Homozygous familial hypercholesterolemia (HoFH) is an autosomal-dominant disorder involving disturbances in lipid metabolism that lead to high levels of low-density lipoprotein (LDL).1 Prolonged elevations in LDL cholesterol (LDL-C) levels increase a person’s risk of developing atherosclerotic cardiovascular disease (ASCVD) and experiencing premature and recurrent coronary events.2,3 Because patients with HoFH have inherited two LDL-C–raising gene mutations, they experience a more severe form of this disease, with LDL-C levels of 400 mg/dL or higher.4,5 This disorder presents with severe hypercholesterolemia from birth and onset of cardiovascular disease during early childhood.6 Some of the physical manifestations of the disorder include the development of xanthoma and xanthelasma, cholesterol deposits under the skin and on or around the eyelids.6

Studies have shown that HoFH is more common than previously thought.7 Although there are no data on the prevalence of HoFH in the United States, one study in the Netherlands found that the prevalence was approximately 1 in 300,000.7 Because the U.S. is a racially and ethnically diverse country, this rate, which has been extrapolated from a primarily Caucasian population, may not accurately predict the prevalence rate. HoFH is highest among whites, blacks, and other Hispanics, and lowest among Mexican Americans and other races.8 HoFH is a treatable condition that must be diagnosed early on in life to prevent rapid atherosclerotic development and premature coronary events. Unfortunately, it is consistently underdiagnosed and undertreated, with patients often not diagnosed until after their first coronary event.9


In approximately 90% of cases, HoFH is caused by mutations in the LDL receptor (LDLR) gene that encodes the LDL receptor.10 The LDLR gene is responsible for the clearance of a majority of LDL from the plasma.11 An LDLR mutation can affect the synthesis, transport, binding affinity, internalization, or recycling of LDL receptors.11 Mutations in other genes, specifically apolipoprotein B (APOB), proprotein convertase subtilisin kexin type 9 (PCSK9), and LDL receptor adaptor protein 1 (LDLRAP1), have also been identified as causing HoFH.10,11 The APOB gene mutation comprises about 5% of all cases of HoFH.10 Mutations in the APOB gene lead to structural changes in the apoB ligand, which interferes with the binding of the LDL particle to the LDL receptor, leading to increased circulating LDL-C.10,11 Only about 1% of all HoFH cases are linked to mutations in the PCSK9 gene, which prevents the LDLR from being recycled and promotes its degradation.10 With fewer LDL receptors available to bind LDL-C, circulating LDL-C levels increase.10 LDLRAP1 mutations lead to the formation of a nonfunctional LDLRAP1.11 Without this functioning protein, LDL can still bind to the LDLR, but it cannot be transported into the cell.11 This mutation leads to a rare autosomal recessive disorder.11


It is estimated that more than 90% of individuals with HoFH remain undiagnosed due to a lack of standardized diagnostic criteria.12,13 The American Heart Association has proposed a simple clinical classification for HoFH with the goal of better recognition of the disorder.11,12 TABLE 1 provides this classification.
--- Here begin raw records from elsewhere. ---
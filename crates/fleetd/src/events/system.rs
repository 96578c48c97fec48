//! Handlers for messages sent by subscribers.

use async_trait::async_trait;
use fleetd_protocol::payloads::{CLIENT_ID_REQUEST, ClientIdResponse};
use fleetd_protocol::{EventMessage, EventType};
use log::debug;

use super::hub::EventHub;

/// Reacts to messages a subscriber sends on one or more event types.
#[async_trait]
pub trait ClientEventHandler: Send + Sync {
    async fn handle(&self, hub: &EventHub, client_id: &str, message: EventMessage);
}

/// Answers `system` control messages.
pub struct SystemHandler;

#[async_trait]
impl ClientEventHandler for SystemHandler {
    async fn handle(&self, hub: &EventHub, client_id: &str, message: EventMessage) {
        if message.message != CLIENT_ID_REQUEST {
            debug!(
                "ignoring system message '{}' from subscriber {}",
                message.message, client_id
            );
            return;
        }

        let reply = EventMessage::new(EventType::System, CLIENT_ID_REQUEST)
            .with_body(ClientIdResponse {
                client_id: client_id.to_string(),
            })
            .for_client(client_id)
            .with_ref(message.id);
        if let Err(e) = hub.broadcast_message(reply).await {
            debug!("client-id reply to {} not delivered: {}", client_id, e);
        }
    }
}
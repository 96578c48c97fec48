//! Reconnect backoff.

use std::time::Duration;

use tokio_util::sync::CancellationToken;

/// Exponential backoff: `min(base * 2^(attempt - 1), cap)`.
#[derive(Debug, Clone, Copy, PartialEq, Eq)]
pub struct Backoff {
    pub base: Duration,
    pub cap: Duration,
}

impl Backoff {
    pub fn new(base: Duration, cap: Duration) -> Self {
        Self { base, cap }
    }

    /// Delay before retrying after the `attempt`-th consecutive failure (1-based).
    pub fn delay(&self, attempt: u32) -> Duration {
        let exponent = attempt.saturating_sub(1).min(31);
        self.base
            .checked_mul(1u32 << exponent)
            .unwrap_or(self.cap)
            .min(self.cap)
    }
}

impl Default for Backoff {
    fn default() -> Self {
        Self::new(Duration::from_secs(5), Duration::from_secs(60))
    }
}

/// Sleep for `delay` unless `cancel` fires first. Returns `false` when cancelled.
pub async fn sleep_or_cancel(delay: Duration, cancel: &CancellationToken) -> bool {
    tokio::select! {
        _ = cancel.cancelled() => false,
        _ = tokio::time::sleep(delay) => true,
    }
}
Although genetic testing has the potential to improve diagnoses, data received from the U.S. CASCADE FH registry indicate that genetic testing was used in only 3.9% of individuals who were diagnosed with FH.13 Cascade screening, which involves testing all first-degree relatives of patients who have been diagnosed with HoFH for elevated LDL-C or a known genetic mutation, can help increase early recognition and treatment of HoFH.14


Every patient who is diagnosed with HoFH should be referred to a lipid specialist for advanced management of the condition.5 The primary goal of treatment for HoFH is to reduce mortality and prevent ASCVD progression.5 The American Heart Association/American College of Cardiology recommends initiation of a high-intensity statin to lower LDL-C levels by a minimum of 50% in high-risk and very high–risk patients.4 The European Atherosclerosis Society guidelines  state that goal LDL-C levels in patients with HoFH are <100 mg/dL for adults without clinical ASCVD, <70 mg/dL for adults with clinical ASCVD, and <130 mg/dL in children.16 Although HoFH cannot be adequately controlled with lifestyle modifications alone, they should be recommended adjunct to pharmacologic therapy, as these patients have a very high baseline risk.15,16 Pharmacologic therapies that are currently being used to treat HoFH include statins, a cholesterol absorption inhibitor, PCSK9 inhibitors, a microsomal triglyceride transfer protein (MTP) inhibitor, and an angiopoietin-like 3 (ANGPTL3) inhibitor.4,5 TABLE 2 provides a list of these drug treatments with dosages for use in HoFH.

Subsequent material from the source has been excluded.